Navigating a Trump-less Stage: Takeaways from the Republican presidential debates

With the 2024 presidential election coming up, the Republican party candidates are once again facing off in the primary debates. The first three debates began on Aug. 23 at the Fiserv Forum in Milwaukee. 

However, the debate’s current forerunner – former President Donald J. Trump – was absent from the stage. 

“Missing in Action”

The original lineup for the Republican candidates included a mixed set of 14 personalities. While a seemingly large amount, candidates like Perry Johnson, William Hurd, Larry Elder and Ryan Blinky didn’t meet the debate requirements. 

These requirements call for candidates to achieve a “benchmark of support” of at least 40,000 different contributors.

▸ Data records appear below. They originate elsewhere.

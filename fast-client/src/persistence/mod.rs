//! Key-value persistence behind the fasting-state store.
//!
//! The store reads and writes the session as four independent preference
//! entries. Backends report failures per key where they can, so a single
//! unreadable field degrades to its default instead of taking the whole
//! session down.
//!
//! # Error classes
//!
//! | Variant    | Transient | Store behaviour                          |
//! |------------|-----------|------------------------------------------|
//! | `Io`       | yes       | substitute defaults, log a warning       |
//! | `Decode`   | yes       | substitute the field default, log        |
//! | `Contract` | no        | propagate to subscribers as an error     |

mod memory;
mod sqlite;

pub use memory::MemoryPersistence;
pub use sqlite::SqlitePersistence;

use async_trait::async_trait;
use std::collections::BTreeMap;
use thiserror::Error;

/// Persistence failures.
#[derive(Debug, Clone, PartialEq, Eq, Error)]
pub enum PersistenceError {
    /// The storage medium could not be read or written.
    #[error("storage I/O failed: {0}")]
    Io(String),

    /// A stored value could not be decoded.
    #[error("failed to decode {key}: {reason}")]
    Decode {
        /// Key whose value was unreadable.
        key: String,
        /// Why decoding failed.
        reason: String,
    },

    /// The backend broke its contract (missing schema, constraint violation).
    #[error("storage contract violated: {0}")]
    Contract(String),
}

impl PersistenceError {
    /// I/O and decode failures are recoverable; contract violations are not.
    pub fn is_transient(&self) -> bool {
        matches!(self, Self::Io(_) | Self::Decode { .. })
    }

    fn type_mismatch(key: &str, expected: &str, found: &PrefValue) -> Self {
        Self::Decode {
            key: key.to_string(),
            reason: format!("expected {}, found {}", expected, found.type_name()),
        }
    }
}

/// A single stored preference value.
#[derive(Debug, Clone, PartialEq, Eq)]
pub enum PrefValue {
    /// Boolean flag.
    Bool(bool),
    /// 64-bit integer.
    Long(i64),
    /// UTF-8 text.
    Text(String),
}

impl PrefValue {
    /// Short type tag, also used as the column value by the SQLite backend.
    pub fn type_name(&self) -> &'static str {
        match self {
            Self::Bool(_) => "bool",
            Self::Long(_) => "long",
            Self::Text(_) => "text",
        }
    }
}

#[derive(Debug, Clone, PartialEq, Eq)]
enum Entry {
    Value(PrefValue),
    Unreadable(PersistenceError),
}

/// A snapshot of stored preferences.
///
/// Entries are either a value or the error that prevented reading it.
/// Typed getters return `Ok(None)` for an absent key.
#[derive(Debug, Clone, Default, PartialEq, Eq)]
pub struct Preferences {
    entries: BTreeMap<String, Entry>,
}

impl Preferences {
    /// Create an empty set of preferences.
    pub fn new() -> Self {
        Self::default()
    }

    /// Store a value, replacing whatever (value or error) was there.
    pub fn set(&mut self, key: &str, value: PrefValue) {
        self.entries.insert(key.to_string(), Entry::Value(value));
    }

    /// Record that `key` exists but could not be read.
    pub fn mark_unreadable(&mut self, key: &str, error: PersistenceError) {
        self.entries
            .insert(key.to_string(), Entry::Unreadable(error));
    }

    /// Drop a key.
    pub fn remove(&mut self, key: &str) {
        self.entries.remove(key);
    }

    /// Raw lookup.
    pub fn get(&self, key: &str) -> Result<Option<&PrefValue>, PersistenceError> {
        match self.entries.get(key) {
            None => Ok(None),
            Some(Entry::Value(value)) => Ok(Some(value)),
            Some(Entry::Unreadable(err)) => Err(err.clone()),
        }
    }

    /// Read a boolean. A value of another type is a decode error.
    pub fn get_bool(&self, key: &str) -> Result<Option<bool>, PersistenceError> {
        match self.get(key)? {
            None => Ok(None),
            Some(PrefValue::Bool(b)) => Ok(Some(*b)),
            Some(other) => Err(PersistenceError::type_mismatch(key, "bool", other)),
        }
    }

    /// Read an integer. A value of another type is a decode error.
    pub fn get_long(&self, key: &str) -> Result<Option<i64>, PersistenceError> {
        match self.get(key)? {
            None => Ok(None),
            Some(PrefValue::Long(n)) => Ok(Some(*n)),
            Some(other) => Err(PersistenceError::type_mismatch(key, "long", other)),
        }
    }

    /// Read a string. A value of another type is a decode error.
    pub fn get_text(&self, key: &str) -> Result<Option<String>, PersistenceError> {
        match self.get(key)? {
            None => Ok(None),
            Some(PrefValue::Text(s)) => Ok(Some(s.clone())),
            Some(other) => Err(PersistenceError::type_mismatch(key, "text", other)),
        }
    }

    /// Iterate over readable entries.
    pub fn values(&self) -> impl Iterator<Item = (&str, &PrefValue)> {
        self.entries.iter().filter_map(|(key, entry)| match entry {
            Entry::Value(value) => Some((key.as_str(), value)),
            Entry::Unreadable(_) => None,
        })
    }

    /// Every key present, readable or not.
    pub fn keys(&self) -> impl Iterator<Item = &str> {
        self.entries.keys().map(String::as_str)
    }

    /// True when `key` is present, readable or not.
    pub fn contains_key(&self, key: &str) -> bool {
        self.entries.contains_key(key)
    }

    /// Number of keys, readable or not.
    pub fn len(&self) -> usize {
        self.entries.len()
    }

    /// True when no keys are present.
    pub fn is_empty(&self) -> bool {
        self.entries.is_empty()
    }
}

/// A read-modify-write step applied inside [`Persistence::update`].
pub type Transform = Box<dyn FnOnce(&mut Preferences) + Send>;

/// Durable key-value storage for the session fields.
///
/// `update` must be atomic with respect to other `update` calls on the same
/// backend, and must leave keys the transform did not touch exactly as they
/// were, including keys that are currently unreadable.
#[async_trait]
pub trait Persistence: Send + Sync {
    /// Read all stored preferences.
    async fn load(&self) -> Result<Preferences, PersistenceError>;

    /// Apply `transform` and commit, returning what a subsequent `load`
    /// would observe.
    async fn update(&self, transform: Transform) -> Result<Preferences, PersistenceError>;
}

These contributors must also be from no fewer than 20 states and U.S. territories. 

Some candidates, like Miami Mayor Francis Suarez, also chose not to attend anymore and dropped out of the presidential race. 

The most notable presence missing, though, was Trump. 

Trump shared with Newsmax TV Host Eric Bolling that if he were to lose in the primaries, he wouldn’t be signing the “Loyalty Pledge.” 

This pledge is a requirement all candidates must sign if they want to appear in these presidential debates – regardless of whether they win the nomination or not. 

“I wouldn’t sign the pledge,” Trump said. “Why would I sign a pledge if there are people on there I wouldn’t have?”

Eye on the Prize

As the initial debates unfolded, it was obvious the Republicans’ goal was to capture their audience’s attention. Each candidate provided commentary on topics like abortion, Trump’s ongoing criminal cases, Ukraine and gun control.  

Without Trump present, the present candidates had to find someone else to criticize. During the first debate, it was American entrepreneur Vivek Ramaswamy.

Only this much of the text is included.